Reza a venerável sabedoria popular que, quando o destino nos traz um limão, devemos, em vez de reclamar, fazer uma doce limonada. Venho pensando nisso há tempos e creio que já estamos produzindo diversas limonadas, mas sem planejamento e coordenação adequados. É natural: certas coisas ficam tão patentemente à vista que não as notamos. Apegamo-nos, como está mais ou menos na moda dizer, a velhos paradigmas. Mas é necessário mudar, é preciso que removamos os véus antigos que nos toldam a vista, ou não chegaremos nem perto da prosperidade sempre almejada e perenemente adiada. Abandonemos pudores descabidos, que só fazem atrapalhar. O mundo de hoje, regido pelo mercado, impõe a revisão de valores anacrônicos, irrelevantes e aliados do atraso a que parecemos condenados.

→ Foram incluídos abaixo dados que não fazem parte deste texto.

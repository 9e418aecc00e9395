//! Session bootstrap and role resolution.
//!
//! Reconciles three sources of truth into one session: the identity provider
//! (is there a credential?), the backend (is this principal registered, and
//! with which role?) and the persisted store (what did we show last time?).
//!
//! ```text
//! Unauthenticated ──login/start──▶ Authenticating ──┬──▶ Registered(role)
//!        ▲                              │           └──▶ NeedsRoleSelection ──register──▶ Registered(role)
//!        │                              │
//!        └──── failure / cancellation ──┘             Registered(role) ──logout──▶ Unauthenticated
//! ```
//!
//! Resolution policy:
//! - the registration check strictly precedes the role fetch, and the store is
//!   written once, after both finish;
//! - if either remote call fails the session resolves to `Registered(User)`.
//!   This fails open to the least-privileged role. It can hide a backend fault
//!   that matters for permissions, so it is logged at `warn` and reported as
//!   `degraded` in the returned `Resolution`;
//! - write operations (`register_user_with_role`, `create_admin_user`) report
//!   failures as `OpResult` and leave the session untouched, so they can be retried.
//!
//! Overlapping `login()` / `bootstrap_on_start()` calls are single-flighted: a
//! caller arriving while another attempt is running waits for it and returns
//! its outcome instead of starting a second one.

use std::future::Future;
use std::sync::atomic::{AtomicU64, Ordering};
use std::sync::Arc;

use parking_lot::Mutex;
use serde::Serialize;
use tracing::{debug, error, info, warn};
use uuid::Uuid;

use crate::actor::{ActorHandle, BackendActor, RoleTag, WriteResult};
use crate::error::{ClientError, ClientResult, OpResult, ProviderError, RemoteCallError};
use crate::identity::{Identity, IdentityProvider, LoginOptions, Principal, Role};
use crate::services::DataService;
use crate::session::{NotificationLevel, SessionStore};

/// Outcome of one bootstrap or login attempt.
#[derive(Debug, Clone, PartialEq, Eq, Serialize)]
#[serde(tag = "state", rename_all = "snake_case")]
pub enum Resolution {
    Unauthenticated,
    NeedsRoleSelection { principal: Principal },
    /// `degraded` is set when the role is the fail-open default after a
    /// remote error rather than the backend's answer.
    Registered { principal: Principal, role: Role, degraded: bool },
}

type FlightOutcome = Result<Resolution, ProviderError>;

pub struct SessionBootstrap {
    provider: Arc<dyn IdentityProvider>,
    actors: Arc<ActorHandle>,
    store: Arc<SessionStore>,
    login_options: LoginOptions,
    flight: tokio::sync::Mutex<()>,
    completed: AtomicU64,
    last: Mutex<Option<FlightOutcome>>,
}

impl SessionBootstrap {
    pub fn new(
        provider: Arc<dyn IdentityProvider>,
        actors: ActorHandle,
        store: Arc<SessionStore>,
        login_options: LoginOptions,
    ) -> Self {
        Self {
            provider,
            actors: Arc::new(actors),
            store,
            login_options,
            flight: tokio::sync::Mutex::new(()),
            completed: AtomicU64::new(0),
            last: Mutex::new(None),
        }
    }

    pub fn store(&self) -> &Arc<SessionStore> { &self.store }

    /// Authenticated data and governance calls sharing this bootstrap's provider and actor.
    pub fn services(&self) -> DataService {
        DataService::new(self.provider.clone(), self.actors.clone(), self.store.clone())
    }

    async fn single_flight<F, Fut>(&self, run: F) -> FlightOutcome
    where
        F: FnOnce() -> Fut,
        Fut: Future<Output = FlightOutcome>,
    {
        let seen = self.completed.load(Ordering::Acquire);
        let _guard = self.flight.lock().await;
        if self.completed.load(Ordering::Acquire) != seen {
            if let Some(prev) = self.last.lock().clone() {
                debug!(target: "ecochain", "joined in-flight session resolution");
                return prev;
            }
        }
        let out = run().await;
        *self.last.lock() = Some(out.clone());
        self.completed.fetch_add(1, Ordering::Release);
        out
    }

    async fn query_registration(&self, identity: &Identity) -> ClientResult<Option<Role>> {
        let actor = self.actors.get(identity).await?;
        if !actor.is_user_registered().await? {
            return Ok(None);
        }
        let tag = actor.get_user_role().await?;
        Ok(Some(Role::from(tag)))
    }

    /// Resolve registration and role for `identity`, then commit exactly once.
    async fn resolve(&self, identity: Identity) -> Resolution {
        let principal = identity.principal().clone();
        match self.query_registration(&identity).await {
            Ok(Some(role)) => {
                info!(target: "ecochain", "session resolved: principal={} role={}", principal, role);
                self.store.set_user(principal.clone(), role);
                Resolution::Registered { principal, role, degraded: false }
            }
            Ok(None) => {
                info!(target: "ecochain", "principal {} authenticated but not registered; role selection required", principal);
                self.store.set_needs_role_selection(principal.clone());
                Resolution::NeedsRoleSelection { principal }
            }
            Err(e) => {
                warn!(target: "ecochain", "role resolution failed for {}, falling back to User: {}", principal, e);
                self.store.set_user(principal.clone(), Role::User);
                Resolution::Registered { principal, role: Role::User, degraded: true }
            }
        }
    }

    /// A session without a usable credential must not keep granting its role.
    fn clear_stale(&self, why: &str) {
        if !self.store.snapshot().is_signed_out() {
            info!(target: "ecochain", "{}; clearing restored session", why);
            self.store.clear();
        }
    }

    /// Run once at process start, after the store has been restored.
    /// Never fails: provider errors leave the session signed out.
    pub async fn bootstrap_on_start(&self) -> Resolution {
        let out = self
            .single_flight(|| async {
                if !self.provider.is_authenticated().await {
                    self.clear_stale("provider session gone");
                    return Ok(Resolution::Unauthenticated);
                }
                match self.provider.identity().await {
                    Ok(identity) => Ok(self.resolve(identity).await),
                    Err(e) => {
                        warn!(target: "ecochain", "identity unavailable during bootstrap: {}", e);
                        self.clear_stale("no usable credential");
                        Ok(Resolution::Unauthenticated)
                    }
                }
            })
            .await;
        out.unwrap_or(Resolution::Unauthenticated)
    }

    /// Authenticate if needed, then resolve the role. Settles only after
    /// resolution has been attempted; a provider failure or cancellation clears
    /// the loading flag and is returned to the caller.
    pub async fn login(&self) -> Result<Resolution, ProviderError> {
        self.single_flight(|| async {
            if self.provider.is_authenticated().await {
                return match self.provider.identity().await {
                    Ok(identity) => Ok(self.resolve(identity).await),
                    Err(e) => {
                        warn!(target: "ecochain", "identity unavailable: {}", e);
                        self.clear_stale("no usable credential");
                        Err(e)
                    }
                };
            }

            self.store.set_loading(true);
            if let Err(e) = self.provider.login(&self.login_options).await {
                match &e {
                    ProviderError::Cancelled => info!(target: "ecochain", "login cancelled"),
                    other => {
                        error!(target: "ecochain", "login error: {}", other);
                        self.store.notify(NotificationLevel::Error, format!("Login failed: {}", other));
                    }
                }
                self.store.set_loading(false);
                return Err(e);
            }
            match self.provider.identity().await {
                Ok(identity) => Ok(self.resolve(identity).await),
                Err(e) => {
                    error!(target: "ecochain", "identity missing after login: {}", e);
                    self.store.set_loading(false);
                    Err(e)
                }
            }
        })
        .await
    }

    /// Provider logout is best-effort; the local session is always cleared.
    pub async fn logout(&self) {
        if let Err(e) = self.provider.logout().await {
            error!(target: "ecochain", "error during logout: {}", e);
        }
        self.actors.invalidate().await;
        self.store.clear();
        info!(target: "ecochain", "logged out");
    }

    async fn registered_write<F, Fut>(&self, op: F) -> ClientResult<Principal>
    where
        F: FnOnce(Arc<dyn BackendActor>) -> Fut,
        Fut: Future<Output = Result<WriteResult, RemoteCallError>>,
    {
        let identity = self.provider.identity().await?;
        let actor = self.actors.get(&identity).await?;
        match op(actor).await? {
            WriteResult::Ok => Ok(identity.principal().clone()),
            WriteResult::Err(msg) => Err(ClientError::Registration(msg)),
        }
    }

    /// Register the pending principal with `role`. Only valid while role
    /// selection is pending.
    pub async fn register_user_with_role(&self, role: Role) -> OpResult {
        if !self.store.should_show_role_selection() {
            return OpResult::failed("role selection not pending");
        }
        let tag = RoleTag::from(role);
        match self.registered_write(|actor| async move { actor.register_user_with_role(tag).await }).await {
            Ok(principal) => {
                info!(target: "ecochain", "user {} registered with role {}", principal, role);
                self.store.set_user(principal, role);
                self.store.notify(NotificationLevel::Success, format!("Registered as {}", role));
                OpResult::ok()
            }
            Err(e) => {
                warn!(target: "ecochain", "registration failed: {}", e);
                self.store.notify(NotificationLevel::Error, format!("Registration failed: {}", e));
                e.into()
            }
        }
    }

    /// Ask the backend to make the caller the first administrator. The backend
    /// alone decides whether this is allowed.
    pub async fn create_admin_user(&self) -> OpResult {
        match self.registered_write(|actor| async move { actor.create_first_admin().await }).await {
            Ok(principal) => {
                info!(target: "ecochain", "first admin created: {}", principal);
                self.store.set_user(principal, Role::Admin);
                self.store.notify(NotificationLevel::Success, "Administrator account created");
                OpResult::ok()
            }
            Err(e) => {
                warn!(target: "ecochain", "admin creation failed: {}", e);
                self.store.notify(NotificationLevel::Error, format!("Admin creation failed: {}", e));
                e.into()
            }
        }
    }

    pub fn dismiss_notification(&self, id: Uuid) -> bool {
        self.store.dismiss_notification(id)
    }
}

São muito visíveis certos dados da famosa realidade nacional: a corrupção, a violência e a insegurança. Acreditam os que se apegam aos paradigmas superados que devemos eliminar essas características marcantes da nossa existência coletiva. Mas será que os que pensam de forma tão mesozóica não vêem que isso tem sido impossível, ao longo de toda a nossa História? Não estaria mais do que na hora de abandonar velhas convicções voluntaristas, infundadas e indemonstráveis? Essas convicções só contribuem para um distúrbio de personalidade: somos uma coisa e teimamos em querer ser outra, com todo o rosário de frustrações que isso acarreta.

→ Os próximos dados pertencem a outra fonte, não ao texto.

use std::sync::Arc;

use tokio::sync::watch;
use tracing::{debug, warn};
use uuid::Uuid;

use super::persist::{MemoryPersistence, PersistedSession, SessionPersistence};
use super::state::{Notification, NotificationLevel, Session, MAX_NOTIFICATIONS};
use crate::identity::{Principal, Role};

/// Observable session container.
///
/// Readers take snapshots or subscribe; every mutation publishes a new
/// snapshot to subscribers and writes the persisted subset. Writers are
/// crate-private: only the bootstrap protocol changes the session.
pub struct SessionStore {
    state: watch::Sender<Session>,
    persistence: Arc<dyn SessionPersistence>,
}

impl SessionStore {
    /// Restore from `persistence` before any network activity. A snapshot that
    /// cannot be read starts the store empty.
    pub fn restore(persistence: Arc<dyn SessionPersistence>) -> Self {
        let initial = match persistence.load() {
            Ok(Some(snap)) => snap.into_session(),
            Ok(None) => Session::default(),
            Err(e) => {
                warn!(target: "ecochain", "could not restore session state: {}", e);
                Session::default()
            }
        };
        debug!(target: "ecochain", "session restored: authenticated={} role={:?}", initial.is_authenticated, initial.role);
        let (state, _) = watch::channel(initial);
        Self { state, persistence }
    }

    pub fn in_memory() -> Self { Self::restore(Arc::new(MemoryPersistence::new())) }

    pub fn snapshot(&self) -> Session { self.state.borrow().clone() }

    pub fn subscribe(&self) -> watch::Receiver<Session> { self.state.subscribe() }

    pub fn is_admin(&self) -> bool { self.state.borrow().is_admin() }
    pub fn is_validator(&self) -> bool { self.state.borrow().is_validator() }
    pub fn can_submit(&self) -> bool { self.state.borrow().can_submit() }
    pub fn should_show_role_selection(&self) -> bool { self.state.borrow().should_show_role_selection() }

    fn commit<F: FnOnce(&mut Session)>(&self, f: F) {
        self.state.send_modify(f);
        let snap = PersistedSession::from_session(&self.state.borrow());
        if let Err(e) = self.persistence.save(&snap) {
            warn!(target: "ecochain", "could not persist session state: {}", e);
        }
    }

    /// Resolved, registered session.
    pub(crate) fn set_user(&self, principal: Principal, role: Role) {
        self.commit(|s| {
            s.principal = Some(principal);
            s.role = Some(role);
            s.is_authenticated = true;
            s.needs_role_selection = false;
            s.is_loading = false;
        });
    }

    /// Authenticated but unregistered; role must be chosen.
    pub(crate) fn set_needs_role_selection(&self, principal: Principal) {
        self.commit(|s| {
            s.principal = Some(principal);
            s.role = None;
            s.is_authenticated = true;
            s.needs_role_selection = true;
            s.is_loading = false;
        });
    }

    pub(crate) fn set_loading(&self, loading: bool) {
        self.commit(|s| s.is_loading = loading);
    }

    /// Back to the empty signed-out shape, notifications included.
    pub(crate) fn clear(&self) {
        self.commit(|s| *s = Session::default());
    }

    pub(crate) fn notify<S: Into<String>>(&self, level: NotificationLevel, message: S) {
        let n = Notification::new(level, message);
        self.commit(|s| {
            s.notifications.push(n);
            if s.notifications.len() > MAX_NOTIFICATIONS {
                let excess = s.notifications.len() - MAX_NOTIFICATIONS;
                s.notifications.drain(..excess);
            }
        });
    }

    pub(crate) fn dismiss_notification(&self, id: Uuid) -> bool {
        let mut found = false;
        self.commit(|s| {
            let before = s.notifications.len();
            s.notifications.retain(|n| n.id != id);
            found = s.notifications.len() != before;
        });
        found
    }
}

#[cfg(test)]
mod tests {
    use super::*;

    #[test]
    fn mutations_publish_and_persist() {
        let mem = Arc::new(MemoryPersistence::new());
        let store = SessionStore::restore(mem.clone());
        let mut rx = store.subscribe();
        store.set_user(Principal::anonymous(), Role::Validator);
        assert!(rx.has_changed().unwrap());
        assert_eq!(rx.borrow_and_update().role, Some(Role::Validator));
        let saved = mem.snapshot().unwrap();
        assert_eq!(saved.role, Some(Role::Validator));
        assert!(saved.is_authenticated);
    }

    #[test]
    fn restore_resets_loading() {
        let mem = Arc::new(MemoryPersistence::new());
        let store = SessionStore::restore(mem.clone());
        store.set_user(Principal::anonymous(), Role::Admin);
        store.set_loading(true);
        assert!(store.snapshot().is_loading);

        let reloaded = SessionStore::restore(mem);
        let s = reloaded.snapshot();
        assert!(!s.is_loading);
        assert_eq!(s.role, Some(Role::Admin));
        assert_eq!(s.principal, Some(Principal::anonymous()));
        assert!(s.is_authenticated && !s.needs_role_selection);
    }

    #[test]
    fn notifications_are_bounded_and_dismissable() {
        let store = SessionStore::in_memory();
        for i in 0..(MAX_NOTIFICATIONS + 5) {
            store.notify(NotificationLevel::Info, format!("n{}", i));
        }
        let s = store.snapshot();
        assert_eq!(s.notifications.len(), MAX_NOTIFICATIONS);
        assert_eq!(s.notifications[0].message, "n5");
        let id = s.notifications[0].id;
        assert!(store.dismiss_notification(id));
        assert!(!store.dismiss_notification(id));
    }

    #[test]
    fn clear_yields_empty_shape() {
        let store = SessionStore::in_memory();
        store.set_needs_role_selection(Principal::anonymous());
        store.notify(NotificationLevel::Error, "x");
        store.clear();
        assert_eq!(store.snapshot(), Session::default());
    }
}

Façamos uma tentativa, embora necessariamente esquemática, de observar como, por exemplo, a violência e a insegurança são hoje elementos indispensáveis à nossa já precária condição econômica, porque, como se vê nos jornais o tempo todo, exportamos muito, somos os reis dos negócios agrícolas, o FMI nos ama e o espetáculo do crescimento só está esperando os atores chegarem, mas a verdade é que cada vez se pode comprar menos e cada vez aumenta o desemprego. Enquanto isso, silenciosa e injustiçada, a nossa mais indomável vocação econômica, alicerçada na miraculosa criatividade com que a Providência dadivou os brasileiros, é que vem movimentando milhões ou bilhões de dólares, apesar das circunstâncias ingratamente adversas que arrosta. Basta pensar um pouco para ver como a bandidagem, no sentido mais lato do termo, é uma poderosa alavanca de desenvolvimento econômico. Às vezes fico olhando assim para o Brasil e me admiro como são cegos os que não percebem que lutar contra essa bandidagem é não somente inútil como pode prejudicar milhões de brasileiros, de empresários a operários, que hoje retiram dela seu sustento.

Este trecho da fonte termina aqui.